*** Opening Extracted entries ***
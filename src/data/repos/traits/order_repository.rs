use crate::data::errors::StoreError;
use crate::data::models::order::{NewOrder, OrderWithItems};
use crate::data::models::order_item::NewOrderItem;
use crate::data::models::product::Product;
use async_trait::async_trait;
use futures::future::BoxFuture;

/// Product reads and stock changes available inside a transaction.
#[async_trait]
pub trait CatalogStore: Send {
    /// Loads the products with the given ids and locks their rows until the
    /// transaction ends. Missing ids are simply absent from the result.
    async fn get_products_by_ids(&mut self, ids: &[i32]) -> Result<Vec<Product>, StoreError>;

    /// Subtracts `quantity` from the product's stock only if enough stock is
    /// left. Returns `false` when nothing was changed.
    async fn decrement_stock(&mut self, product_id: i32, quantity: i32) -> Result<bool, StoreError>;
}

/// Order writes available inside a transaction.
#[async_trait]
pub trait OrderLedger: Send {
    /// Returns the id of the inserted order.
    async fn insert_order(&mut self, order: &NewOrder) -> Result<i32, StoreError>;

    async fn insert_line_item(&mut self, item: &NewOrderItem) -> Result<(), StoreError>;
}

/// Everything an order placement needs from one open transaction.
pub trait StoreTransaction: CatalogStore + OrderLedger {}

impl<T: CatalogStore + OrderLedger> StoreTransaction for T {}

/// Work executed inside [`OrderRepository::in_transaction`].
pub type TransactionFuture<'t, T, E> = BoxFuture<'t, Result<T, E>>;

#[async_trait]
pub trait OrderRepository: Send + Sync {
    /// Runs `work` inside a single transaction.
    ///
    /// The transaction commits when `work` returns `Ok` and rolls back on
    /// `Err`, so nothing `work` wrote is visible after a failure.
    async fn in_transaction<T, E, F>(&self, work: F) -> Result<T, E>
    where
        T: Send + 'static,
        E: From<StoreError> + Send + 'static,
        F: for<'t> FnOnce(&'t mut dyn StoreTransaction) -> TransactionFuture<'t, T, E>
            + Send
            + 'static;

    /// Orders of one user, newest first, each with its line items.
    async fn get_orders_for_user(&self, user_id: i32) -> Result<Vec<OrderWithItems>, StoreError>;
}
use axum::Json;
use axum::extract::State;
use axum::http::StatusCode;
use axum::response::IntoResponse;
use crate::api::errors::APIErrors;
use crate::api::extractors::JsonBody;
use crate::api::request::{LoginRequest, RegisterRequest};
use crate::api::response::{CreatedResponse, LoginResponse, UserResponse};
use crate::api::state::AppState;
use crate::data::repos::traits::store::Store;

pub async fn register<S: Store>(
    State(state): State<AppState<S>>,
    JsonBody(payload): JsonBody<RegisterRequest>,
) -> Result<impl IntoResponse, APIErrors> {
    let user_id = state
        .users
        .register(&payload.name, &payload.email, &payload.password)
        .await?;

    Ok((
        StatusCode::CREATED,
        Json(CreatedResponse {
            message: "User registered".into(),
            id: user_id,
        }),
    ))
}

pub async fn login<S: Store>(
    State(state): State<AppState<S>>,
    JsonBody(payload): JsonBody<LoginRequest>,
) -> Result<impl IntoResponse, APIErrors> {
    let (token, user) = state.users.login(&payload.email, &payload.password).await?;

    Ok(Json(LoginResponse {
        message: "Login successful".into(),
        token,
        user: UserResponse::from(user),
    }))
}
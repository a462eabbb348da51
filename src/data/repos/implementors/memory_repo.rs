use std::collections::BTreeMap;
use std::sync::atomic::{AtomicUsize, Ordering};
use std::sync::{Arc, Mutex as SyncMutex, PoisonError};
use crate::data::errors::StoreError;
use crate::data::models::order::{NewOrder, Order, OrderLine, OrderWithItems};
use crate::data::models::order_item::{NewOrderItem, OrderItem};
use crate::data::models::product::{NewProduct, Product, ProductDeletion, UpdateProduct};
use crate::data::models::user::{NewUser, User};
use crate::data::repos::traits::order_repository::{
    CatalogStore, OrderLedger, OrderRepository, StoreTransaction, TransactionFuture,
};
use crate::data::repos::traits::product_repository::ProductRepository;
use crate::data::repos::traits::store::Store;
use crate::data::repos::traits::user_repository::UserRepository;
use async_trait::async_trait;
use chrono::Utc;
use tokio::sync::Mutex;

#[derive(Debug, Default, Clone)]
struct MemoryState {
    products: BTreeMap<i32, Product>,
    users: BTreeMap<i32, User>,
    orders: BTreeMap<i32, Order>,
    order_items: Vec<OrderItem>,
    last_product_id: i32,
    last_user_id: i32,
    last_order_id: i32,
    last_order_item_id: i32,
}

impl MemoryState {
    fn next_id(counter: &mut i32) -> i32 {
        *counter += 1;
        *counter
    }
}

/// In-process store with the same contract as [`Database`](crate::data::database::Database).
///
/// Transactions are fully serialized: each one holds the state lock from
/// start to finish and works on a private copy that replaces the shared state
/// only when the work succeeds.
#[derive(Clone, Default)]
pub struct MemoryDatabase {
    state: Arc<Mutex<MemoryState>>,
    transactions: Arc<AtomicUsize>,
    stock_fault: Arc<SyncMutex<Option<StockFault>>>,
}

/// A failure the next stock decrement reports instead of running.
#[derive(Debug, Clone, Copy, PartialEq, Eq)]
enum StockFault {
    /// Backend outage, [`StoreError::Unavailable`].
    Unavailable,
    /// Another writer took the stock first; the update touches no row.
    LostRace,
    /// Deadlock or serialization failure, [`StoreError::Conflict`].
    Conflict,
}

impl MemoryDatabase {
    pub fn new() -> Self {
        Self::default()
    }

    /// Number of transactions started so far.
    pub fn transactions_started(&self) -> usize {
        self.transactions.load(Ordering::SeqCst)
    }

    /// Makes the next stock decrement fail with [`StoreError::Unavailable`].
    pub fn fail_next_stock_decrement(&self) {
        self.set_stock_fault(StockFault::Unavailable);
    }

    /// Makes the next stock decrement change nothing and report `false`, as
    /// when a concurrent order took the stock between the read and the update.
    pub fn lose_next_stock_race(&self) {
        self.set_stock_fault(StockFault::LostRace);
    }

    /// Makes the next stock decrement fail with [`StoreError::Conflict`].
    pub fn conflict_next_stock_decrement(&self) {
        self.set_stock_fault(StockFault::Conflict);
    }

    fn set_stock_fault(&self, fault: StockFault) {
        *self
            .stock_fault
            .lock()
            .unwrap_or_else(PoisonError::into_inner) = Some(fault);
    }

    pub async fn get_order_items(&self, order_id: i32) -> Vec<OrderItem> {
        let state = self.state.lock().await;
        state
            .order_items
            .iter()
            .filter(|item| item.order_id == order_id)
            .cloned()
            .collect()
    }

    pub async fn count_orders(&self) -> usize {
        self.state.lock().await.orders.len()
    }

    pub async fn count_order_items(&self) -> usize {
        self.state.lock().await.order_items.len()
    }
}

pub struct MemoryTransaction<'s> {
    state: &'s mut MemoryState,
    stock_fault: &'s SyncMutex<Option<StockFault>>,
}

#[async_trait]
impl<'s> CatalogStore for MemoryTransaction<'s> {
    async fn get_products_by_ids(&mut self, ids: &[i32]) -> Result<Vec<Product>, StoreError> {
        let mut found: Vec<Product> = ids
            .iter()
            .filter_map(|id| self.state.products.get(id).cloned())
            .collect();
        found.sort_by_key(|p| p.product_id);
        found.dedup_by_key(|p| p.product_id);
        Ok(found)
    }

    async fn decrement_stock(&mut self, product_id: i32, quantity: i32) -> Result<bool, StoreError> {
        let fault = self
            .stock_fault
            .lock()
            .unwrap_or_else(PoisonError::into_inner)
            .take();

        match fault {
            Some(StockFault::Unavailable) => {
                return Err(StoreError::Unavailable("injected stock decrement failure".into()));
            }
            Some(StockFault::Conflict) => {
                return Err(StoreError::Conflict("injected lock conflict".into()));
            }
            Some(StockFault::LostRace) => return Ok(false),
            None => {}
        }

        match self.state.products.get_mut(&product_id) {
            Some(product) if product.stock >= quantity => {
                product.stock -= quantity;
                Ok(true)
            }
            _ => Ok(false),
        }
    }
}

#[async_trait]
impl<'s> OrderLedger for MemoryTransaction<'s> {
    async fn insert_order(&mut self, order: &NewOrder) -> Result<i32, StoreError> {
        let order_id = MemoryState::next_id(&mut self.state.last_order_id);
        self.state.orders.insert(
            order_id,
            Order {
                order_id,
                user_id: order.user_id,
                total: order.total.clone(),
                status: order.status.clone(),
                created_at: Utc::now().naive_utc(),
            },
        );
        Ok(order_id)
    }

    async fn insert_line_item(&mut self, item: &NewOrderItem) -> Result<(), StoreError> {
        if !self.state.orders.contains_key(&item.order_id)
            || !self.state.products.contains_key(&item.product_id)
        {
            return Err(StoreError::Unavailable(format!(
                "foreign key violation for order {} / product {}",
                item.order_id, item.product_id
            )));
        }

        let order_item_id = MemoryState::next_id(&mut self.state.last_order_item_id);
        self.state.order_items.push(OrderItem {
            order_item_id,
            order_id: item.order_id,
            product_id: item.product_id,
            quantity: item.quantity,
            unit_price: item.unit_price.clone(),
        });
        Ok(())
    }
}

#[async_trait]
impl OrderRepository for MemoryDatabase {
    async fn in_transaction<T, E, F>(&self, work: F) -> Result<T, E>
    where
        T: Send + 'static,
        E: From<StoreError> + Send + 'static,
        F: for<'t> FnOnce(&'t mut dyn StoreTransaction) -> TransactionFuture<'t, T, E>
            + Send
            + 'static,
    {
        self.transactions.fetch_add(1, Ordering::SeqCst);

        let mut state = self.state.lock().await;
        let mut working = state.clone();

        let outcome = {
            let mut transaction = MemoryTransaction {
                state: &mut working,
                stock_fault: &self.stock_fault,
            };
            let tx: &mut dyn StoreTransaction = &mut transaction;
            work(tx).await
        };

        if outcome.is_ok() {
            *state = working;
        }

        outcome
    }

    async fn get_orders_for_user(&self, user_id: i32) -> Result<Vec<OrderWithItems>, StoreError> {
        let state = self.state.lock().await;

        let mut orders: Vec<Order> = state
            .orders
            .values()
            .filter(|order| order.user_id == user_id)
            .cloned()
            .collect();
        orders.sort_by(|a, b| {
            b.created_at
                .cmp(&a.created_at)
                .then(b.order_id.cmp(&a.order_id))
        });

        let result = orders
            .into_iter()
            .map(|order| {
                let items = state
                    .order_items
                    .iter()
                    .filter(|item| item.order_id == order.order_id)
                    .map(|item| OrderLine {
                        product_id: item.product_id,
                        product_name: state
                            .products
                            .get(&item.product_id)
                            .map(|p| p.name.clone())
                            .unwrap_or_default(),
                        quantity: item.quantity,
                        unit_price: item.unit_price.clone(),
                    })
                    .collect();
                OrderWithItems { order, items }
            })
            .collect();

        Ok(result)
    }
}

#[async_trait]
impl ProductRepository for MemoryDatabase {
    async fn get_all_products(&self) -> Result<Vec<Product>, StoreError> {
        Ok(self.state.lock().await.products.values().cloned().collect())
    }

    async fn get_product_by_id(&self, id: i32) -> Result<Option<Product>, StoreError> {
        Ok(self.state.lock().await.products.get(&id).cloned())
    }

    async fn add_product(&self, item: NewProduct) -> Result<i32, StoreError> {
        let mut state = self.state.lock().await;
        let product_id = MemoryState::next_id(&mut state.last_product_id);
        state.products.insert(
            product_id,
            Product {
                product_id,
                name: item.name,
                description: item.description,
                price: item.price,
                stock: item.stock,
                image_url: item.image_url,
                created_at: Utc::now().naive_utc(),
            },
        );
        Ok(product_id)
    }

    async fn update_product(&self, id: i32, item: UpdateProduct) -> Result<bool, StoreError> {
        let mut state = self.state.lock().await;
        match state.products.get_mut(&id) {
            Some(product) => {
                item.apply_to(product);
                Ok(true)
            }
            None => Ok(false),
        }
    }

    async fn delete_product(&self, id: i32) -> Result<ProductDeletion, StoreError> {
        let mut state = self.state.lock().await;

        if !state.products.contains_key(&id) {
            return Ok(ProductDeletion::NotFound);
        }
        if state.order_items.iter().any(|item| item.product_id == id) {
            return Ok(ProductDeletion::Referenced);
        }

        state.products.remove(&id);
        Ok(ProductDeletion::Deleted)
    }
}

#[async_trait]
impl UserRepository for MemoryDatabase {
    async fn add_user(&self, item: NewUser) -> Result<i32, StoreError> {
        let mut state = self.state.lock().await;

        if state.users.values().any(|u| u.email == item.email) {
            return Err(StoreError::Duplicate(format!("email {}", item.email)));
        }

        let user_id = MemoryState::next_id(&mut state.last_user_id);
        state.users.insert(
            user_id,
            User {
                user_id,
                name: item.name,
                email: item.email,
                password_hash: item.password_hash,
                role: item.role,
                created_at: Utc::now().naive_utc(),
            },
        );
        Ok(user_id)
    }

    async fn get_user_by_email(&self, email: &str) -> Result<Option<User>, StoreError> {
        let state = self.state.lock().await;
        Ok(state.users.values().find(|u| u.email == email).cloned())
    }
}

#[async_trait]
impl Store for MemoryDatabase {
    async fn ping(&self) -> Result<(), StoreError> {
        Ok(())
    }
}
pub mod errors;
pub mod jwt;
pub mod password;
*** Closing Extracted entries ***
▸ **What you should do**: Return each line of the records above in which the word "StockFault" occurs.

▸ **Solution**:
    stock_fault: Arc<SyncMutex<Option<StockFault>>>,
enum StockFault {
        self.set_stock_fault(StockFault::Unavailable);
        self.set_stock_fault(StockFault::LostRace);
        self.set_stock_fault(StockFault::Conflict);
    fn set_stock_fault(&self, fault: StockFault) {
    stock_fault: &'s SyncMutex<Option<StockFault>>,
            Some(StockFault::Unavailable) => {
            Some(StockFault::Conflict) => {
            Some(StockFault::LostRace) => return Ok(false),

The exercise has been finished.